Data items:

_ _ _ _ _ _ _

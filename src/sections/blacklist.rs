//! Blacklist sections - penalize common passwords and banned terms.

use secrecy::{ExposeSecret, SecretString};
use super::{Penalty, SectionResult};

const ULTRA_COMMON: &[&str] = &[
    "password", "admin", "user", "login", "welcome", "123456", "qwerty",
];

/// Terms that must never appear anywhere in a password, case-insensitive.
pub const BANNED_TERMS: &[&str] = &[
    "barclays", "bank", "password", "123", "admin", "user", "login", "welcome", "letmein",
];

/// Exact (case-insensitive) match against the most common passwords.
pub fn ultra_common_section(password: &SecretString) -> SectionResult {
    let lower = password.expose_secret().to_lowercase();
    ULTRA_COMMON
        .contains(&lower.as_str())
        .then_some(Penalty::new(20, "Password is one of the most common passwords"))
}

/// Contains a banned term. Only the first match counts.
pub fn banned_term_section(password: &SecretString) -> SectionResult {
    let lower = password.expose_secret().to_lowercase();
    BANNED_TERMS
        .iter()
        .find(|term| lower.contains(*term))
        .map(|_| Penalty::new(50, "Password contains a banned term"))
}
//! Per-class character counts, for display.
//!
//! Unlike the scoring classes, these counts are Unicode-aware: any
//! lowercase/uppercase letter or numeric character is counted, and
//! "special" is everything that is not alphanumeric.

use serde::Serialize;

#[derive(Debug, Clone, Copy, PartialEq, Serialize)]
pub struct ClassShare {
    pub count: usize,
    pub percentage: f64,
}

#[derive(Debug, Clone, PartialEq, Serialize)]
pub struct Composition {
    pub length: usize,
    pub lowercase: ClassShare,
    pub uppercase: ClassShare,
    pub digits: ClassShare,
    pub special: ClassShare,
}

pub fn analyze_composition(password: &str) -> Composition {
    let length = password.chars().count();
    let share = |count: usize| ClassShare {
        count,
        percentage: if length == 0 {
            0.0
        } else {
            count as f64 / length as f64 * 100.0
        },
    };
    let count_where = |pred: fn(&char) -> bool| password.chars().filter(pred).count();

    Composition {
        length,
        lowercase: share(count_where(|c| c.is_lowercase())),
        uppercase: share(count_where(|c| c.is_uppercase())),
        digits: share(count_where(|c| c.is_numeric())),
        special: share(count_where(|c| !c.is_alphanumeric())),
    }
}

#[cfg(test)]
mod tests {
    use super::*;

    #[test]
    fn test_composition_counts() {
        let c = analyze_composition("aB3!");
        assert_eq!(c.length, 4);
        assert_eq!(c.lowercase.count, 1);
        assert_eq!(c.uppercase.count, 1);
        assert_eq!(c.digits.count, 1);
        assert_eq!(c.special.count, 1);
        assert_eq!(c.special.percentage, 25.0);
    }

    #[test]
    fn test_composition_empty() {
        let c = analyze_composition("");
        assert_eq!(c.length, 0);
        assert_eq!(c.lowercase.percentage, 0.0);
    }

    #[test]
    fn test_composition_unicode_letters() {
        let c = analyze_composition("éÉ");
        assert_eq!(c.lowercase.count, 1);
        assert_eq!(c.uppercase.count, 1);
        assert_eq!(c.special.count, 0);
    }
}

_ _ _ _ _ _ _

* Task item *
Copy out all the records exactly.

* Result of this exercise *
filename src/sections/blacklist.rs
//! Blacklist sections - penalize common passwords and banned terms.

use secrecy::{ExposeSecret, SecretString};
use super::{Penalty, SectionResult};

const ULTRA_COMMON: &[&str] = &[
    "password", "admin", "user", "login", "welcome", "123456", "qwerty",
];

/// Terms that must never appear anywhere in a password, case-insensitive.
pub const BANNED_TERMS: &[&str] = &[
    "barclays", "bank", "password", "123", "admin", "user", "login", "welcome", "letmein",
];

/// Exact (case-insensitive) match against the most common passwords.
pub fn ultra_common_section(password: &SecretString) -> SectionResult {
    let lower = password.expose_secret().to_lowercase();
    ULTRA_COMMON
        .contains(&lower.as_str())
        .then_some(Penalty::new(20, "Password is one of the most common passwords"))
}

/// Contains a banned term. Only the first match counts.
pub fn banned_term_section(password: &SecretString) -> SectionResult {
    let lower = password.expose_secret().to_lowercase();
    BANNED_TERMS
        .iter()
        .find(|term| lower.contains(*term))
        .map(|_| Penalty::new(50, "Password contains a banned term"))
}
//! Per-class character counts, for display.
//!
//! Unlike the scoring classes, these counts are Unicode-aware: any
//! lowercase/uppercase letter or numeric character is counted, and
//! "special" is everything that is not alphanumeric.

use serde::Serialize;

#[derive(Debug, Clone, Copy, PartialEq, Serialize)]
pub struct ClassShare {
    pub count: usize,
    pub percentage: f64,
}

#[derive(Debug, Clone, PartialEq, Serialize)]
pub struct Composition {
    pub length: usize,
    pub lowercase: ClassShare,
    pub uppercase: ClassShare,
    pub digits: ClassShare,
    pub special: ClassShare,
}

pub fn analyze_composition(password: &str) -> Composition {
    let length = password.chars().count();
    let share = |count: usize| ClassShare {
        count,
        percentage: if length == 0 {
            0.0
        } else {
            count as f64 / length as f64 * 100.0
        },
    };
    let count_where = |pred: fn(&char) -> bool| password.chars().filter(pred).count();

    Composition {
        length,
        lowercase: share(count_where(|c| c.is_lowercase())),
        uppercase: share(count_where(|c| c.is_uppercase())),
        digits: share(count_where(|c| c.is_numeric())),
        special: share(count_where(|c| !c.is_alphanumeric())),
    }
}

#[cfg(test)]
mod tests {
    use super::*;

    #[test]
    fn test_composition_counts() {
        let c = analyze_composition("aB3!");
        assert_eq!(c.length, 4);
        assert_eq!(c.lowercase.count, 1);
        assert_eq!(c.uppercase.count, 1);
        assert_eq!(c.digits.count, 1);
        assert_eq!(c.special.count, 1);
        assert_eq!(c.special.percentage, 25.0);
    }

    #[test]
    fn test_composition_empty() {
        let c = analyze_composition("");
        assert_eq!(c.length, 0);
        assert_eq!(c.lowercase.percentage, 0.0);
    }

    #[test]
    fn test_composition_unicode_letters() {
        let c = analyze_composition("éÉ");
        assert_eq!(c.lowercase.count, 1);
        assert_eq!(c.uppercase.count, 1);
        assert_eq!(c.special.count, 0);
    }
}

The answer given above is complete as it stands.